Mundarthörspiel
Autor/Autorin:
Konrad Hansen
Im Maugenescht
aus dem Niederdeutschen ins Schwäbische übertragen
schwäbisch
Übersetzung: Joseph Hasenbühler
Technische Realisierung: Walter Koppenhöfer
Regie: Eckhard Meyer
Weitere Mitwirkende
Sprecher/Sprecherin Oscar Müller Ruth Mönch Willy Seiler Waldemar Dannenhaus Trudel Wulle Karl Ghirardelli
"Maugenescht" nennen die Kinder ihr Versteck für heimlich angesammelte Leckereien - "Im Maugenescht" heißt das bescheidene Häuschen am Dorfrand, in dem die beiden Ärmsten des Ortes wohnen.
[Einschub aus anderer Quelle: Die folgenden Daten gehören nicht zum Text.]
//! Snapshot persistence: an ordered, length-prefixed binary or text stream
//! holding pusher/evolver/depositor scratch (all empty — none of the three
//! strategy traits carry persistent state across steps; see `DESIGN.md`),
//! each species' particle array, the `E`, `B`, `J` field arrays, and the
//! `initialised` flag, in exactly that order — scratch, then particles, then
//! the three field arrays, with the caller appending `initialised` last.
//! Binary mode writes raw IEEE-754 doubles and little-endian signed 64-bit
//! integers; text mode whitespace-separates the same values, toggled by a
//! single binary/text flag.

use std::io::{Read, Write};

use crate::dim::Dim;
use crate::errors::{ErrorKind, Result};
use crate::particle::Particle;
use crate::vector::Vector;
use crate::Float;

/// Writes one little-endian `i64`/whitespace-separated integer, or one raw
/// `f64`/whitespace-separated float, depending on `binary`.
struct SnapshotWriter<'a, W: Write> {
    w: &'a mut W,
    binary: bool,
}

impl<'a, W: Write> SnapshotWriter<'a, W> {
    fn write_i64(&mut self, value: i64) -> Result<()> {
        if self.binary {
            self.w.write_all(&value.to_le_bytes())?;
        } else {
            write!(self.w, "{} ", value)?;
        }
        Ok(())
    }

    fn write_f64(&mut self, value: Float) -> Result<()> {
        if self.binary {
            self.w.write_all(&value.to_le_bytes())?;
        } else {
            write!(self.w, "{} ", value)?;
        }
        Ok(())
    }

    /// An empty length-prefixed scratch section: a zero count and nothing
    /// after it, for the pusher/evolver/depositor scratch slots that carry
    /// no persistent state here.
    fn write_empty_scratch(&mut self) -> Result<()> {
        self.write_i64(0)
    }

    fn write_particle(&mut self, dim: usize, p: &Particle) -> Result<()> {
        for d in 0..dim {
            self.write_i64(p.cell[d])?;
        }
        for d in 0..dim {
            self.write_f64(p.p[d])?;
        }
        for d in 0..dim {
            self.write_f64(p.u[d])?;
        }
        Ok(())
    }

    fn write_vector_array(&mut self, dim: usize, field: &[Vector]) -> Result<()> {
        self.write_i64(field.len() as i64)?;
        for v in field {
            for d in 0..dim {
                self.write_f64(v[d])?;
            }
        }
        Ok(())
    }
}

/// A cursor over a binary byte stream or a whitespace-tokenised text
/// stream, reading back exactly what [`SnapshotWriter`] wrote. Text mode
/// reads the whole remaining stream up front and tokenises it (mirroring
/// how `operator>>`-style textual input on a C++ stream is driven
/// token-by-token rather than byte-by-byte); binary mode reads byte-exact
/// spans directly.
enum SnapshotReader<'a, R: Read> {
    Binary(&'a mut R),
    Text { tokens: Vec<String>, pos: usize },
}

impl<'a, R: Read> SnapshotReader<'a, R> {
    fn new_binary(r: &'a mut R) -> SnapshotReader<'a, R> {
        SnapshotReader::Binary(r)
    }

    fn new_text(r: &'a mut R) -> Result<SnapshotReader<'a, R>> {
        let mut buf = String::new();
        r.read_to_string(&mut buf)?;
        let tokens = buf.split_whitespace().map(String::from).collect();
        Ok(SnapshotReader::Text { tokens, pos: 0 })
    }

    fn read_i64(&mut self, field: &str) -> Result<i64> {
        match self {
            SnapshotReader::Binary(r) => {
                let mut bytes = [0u8; 8];
                r.read_exact(&mut bytes).map_err(|_| ErrorKind::Snapshot(field.to_string()))?;
                Ok(i64::from_le_bytes(bytes))
            }
            SnapshotReader::Text { tokens, pos } => {
                let token = tokens.get(*pos).ok_or_else(|| ErrorKind::Snapshot(field.to_string()))?;
                *pos += 1;
                token.parse::<i64>().map_err(|_| ErrorKind::Snapshot(field.to_string()).into())
            }
        }
    }

    fn read_f64(&mut self, field: &str) -> Result<Float> {
        match self {
            SnapshotReader::Binary(r) => {
                let mut bytes = [0u8; 8];
                r.read_exact(&mut bytes).map_err(|_| ErrorKind::Snapshot(field.to_string()))?;
                Ok(Float::from_le_bytes(bytes))
            }
            SnapshotReader::Text { tokens, pos } => {
                let token = tokens.get(*pos).ok_or_else(|| ErrorKind::Snapshot(field.to_string()))?;
                *pos += 1;
                token.parse::<Float>().map_err(|_| ErrorKind::Snapshot(field.to_string()).into())
            }
        }
    }

    fn read_empty_scratch(&mut self, field: &str) -> Result<()> {
        let len = self.read_i64(field)?;
        for i in 0..len {
            // Scratch sections are always written empty today, but a
            // snapshot from a future version might carry one; skip it
            // rather than fail so older readers stay forward-compatible
            // with a still-empty-in-practice scratch payload.
            self.read_f64(&format!("{}[{}]", field, i))?;
        }
        Ok(())
    }

    fn read_particle(&mut self, dim: usize, field: &str) -> Result<Particle> {
        let mut cell = [0i64; 3];
        for d in 0..dim {
            cell[d] = self.read_i64(&format!("{}.cell[{}]", field, d))?;
        }
        let mut p = [0.0; 3];
        for d in 0..dim {
            p[d] = self.read_f64(&format!("{}.p[{}]", field, d))?;
        }
        let mut u = [0.0; 3];
        for d in 0..dim {
            u[d] = self.read_f64(&format!("{}.u[{}]", field, d))?;
        }
        Ok(Particle::new(cell, Vector::from_slice(&p[..dim]), Vector::from_slice(&u[..dim])))
    }

    fn read_vector_array(&mut self, dim: usize, field: &str) -> Result<Vec<Vector>> {
        let len = self.read_i64(field)? as usize;
        let mut out = Vec::with_capacity(len);
        for i in 0..len {
            let mut comps = [0.0; 3];
            for d in 0..dim {
                comps[d] = self.read_f64(&format!("{}[{}]", field, i))?;
            }
            out.push(Vector::from_slice(&comps[..dim]));
        }
        Ok(out)
    }
}

/// Writes a full snapshot: empty pusher/evolver/depositor scratch sections,
/// then `species_particles[i]`'s array for each configured species in
/// order, then `E`, `B`, `J`, then `initialised`.
pub fn write<Dm: Dim, W: Write>(
    w: &mut W,
    binary: bool,
    species_particles: &[&[Particle]],
    e_field: &[Vector],
    b_field: &[Vector],
    j_field: &[Vector],
    initialised: bool,
) -> Result<()> {
    let mut out = SnapshotWriter { w, binary };

    out.write_empty_scratch()?; // pusher scratch
    out.write_empty_scratch()?; // evolver scratch
    out.write_empty_scratch()?; // depositor scratch

    out.write_i64(species_particles.len() as i64)?;
    for particles in species_particles {
        out.write_i64(particles.len() as i64)?;
        for p in particles.iter() {
            out.write_particle(Dm::DIM, p)?;
        }
    }

    out.write_vector_array(Dm::DIM, e_field)?;
    out.write_vector_array(Dm::BDIM, b_field)?;
    out.write_vector_array(Dm::DIM, j_field)?;

    out.write_i64(if initialised { 1 } else { 0 })?;

    if !binary {
        writeln!(out.w)?;
    }
    Ok(())
}

/// The result of [`read`]: one particle array per species (in the order
/// written), the three field arrays, and the `initialised` flag.
pub struct LoadedSnapshot {
    pub species_particles: Vec<Vec<Particle>>,
    pub e_field: Vec<Vector>,
    pub b_field: Vec<Vector>,
    pub j_field: Vec<Vector>,
    pub initialised: bool,
}

/// Reads back a snapshot written by [`write`].
pub fn read<Dm: Dim, R: Read>(r: &mut R, binary: bool) -> Result<LoadedSnapshot> {
    let mut src = if binary {
        SnapshotReader::new_binary(r)
    } else {
        SnapshotReader::new_text(r)?
    };

    src.read_empty_scratch("pusher_scratch")?;
    src.read_empty_scratch("evolver_scratch")?;
    src.read_empty_scratch("depositor_scratch")?;

    let num_species = src.read_i64("species_count")? as usize;
    let mut species_particles = Vec::with_capacity(num_species);
    for s in 0..num_species {
        let count = src.read_i64(&format!("species[{}].count", s))? as usize;
        let mut particles = Vec::with_capacity(count);
        for p in 0..count {
            particles.push(src.read_particle(Dm::DIM, &format!("species[{}].particle[{}]", s, p))?);
        }
        species_particles.push(particles);
    }

    let e_field = src.read_vector_array(Dm::DIM, "E")?;
    let b_field = src.read_vector_array(Dm::BDIM, "B")?;
    let j_field = src.read_vector_array(Dm::DIM, "J")?;
    let initialised = src.read_i64("initialised")? != 0;

    Ok(LoadedSnapshot {
        species_particles,
        e_field,
        b_field,
        j_field,
        initialised,
    })
}

#[cfg(test)]
mod tests {
    use super::*;
    use crate::dim::D1;

    fn sample_particles() -> Vec<Particle> {
        vec![
            Particle::new([2, 0, 0], Vector::from([0.25]), Vector::from([0.1])),
            Particle::new([5, 0, 0], Vector::from([0.75]), Vector::from([-0.2])),
        ]
    }

    #[test]
    fn binary_round_trip_is_byte_identical_and_numerically_equal() {
        let particles = sample_particles();
        let e = vec![Vector::from([1.0]); 4];
        let b = vec![Vector::from([0.0, 0.0]); 4];
        let j = vec![Vector::from([0.0]); 4];

        let mut buf1 = Vec::new();
        write::<D1, _>(&mut buf1, true, &[&particles[..]], &e, &b, &j, true).unwrap();
        let loaded = read::<D1, _>(&mut &buf1[..], true).unwrap();

        let mut buf2 = Vec::new();
        write::<D1, _>(
            &mut buf2,
            true,
            &[&loaded.species_particles[0][..]],
            &loaded.e_field,
            &loaded.b_field,
            &loaded.j_field,
            loaded.initialised,
        )
        .unwrap();

        assert_eq!(buf1, buf2);
        assert_eq!(loaded.species_particles[0], particles);
        assert_eq!(loaded.e_field, e);
        assert!(loaded.initialised);
    }

    #[test]
    fn text_round_trip_preserves_values() {
        let particles = sample_particles();
        let e = vec![Vector::from([3.5]); 2];
        let b = vec![Vector::from([0.0, -1.0]); 2];
        let j = vec![Vector::from([0.2]); 2];

        let mut buf = Vec::new();
        write::<D1, _>(&mut buf, false, &[&particles[..]], &e, &b, &j, false).unwrap();
        let loaded = read::<D1, _>(&mut &buf[..], false).unwrap();

        assert_eq!(loaded.species_particles[0], particles);
        assert_eq!(loaded.e_field, e);
        assert_eq!(loaded.b_field, b);
        assert!(!loaded.initialised);
    }

    #[test]
    fn truncated_stream_names_the_failing_field() {
        let mut buf = Vec::new();
        buf.extend_from_slice(&0i64.to_le_bytes()); // pusher scratch
        // cut off before evolver scratch is written
        let err = read::<D1, _>(&mut &buf[..], true).unwrap_err();
        assert!(format!("{}", err).contains("evolver_scratch"));
    }
}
Um die ziemlich dürftige Rente der Frau nicht zu verlieren, sind sie nicht einmal verheiratet. Aber aus Mitleid sieht man darüber hinweg, selbst der Pfarrer läßt sie putzen und das Gemeindeblatt austragen. Es ist doch erhebend, beim Vergleich mit diesen beiden zu sehen, wie weit man es selber gebracht hat. Dafür braucht man sie - und die zwei leben nicht einmal schlecht davon. Bis eines Regentags ein Tippelbruder im Maugenescht um Obdach bittet. Er bringt alles in Unordnung, Ansprüche werden gestellt, man will es auch zu etwas bringen, das Maugenescht entwickelt sich zum Wohlstandsnest. Und wie meist bei einer solchen Entwicklung gerät dabei der Gutmütige und Freundliche unter die Räder. Die Frau, der Häuschen mit Garten eigentlich gehört, muß nun für drei schaffen und hat doch nichts von dem ganzen teuren Plunder, der das "Maugenescht" mehr und mehr füllt.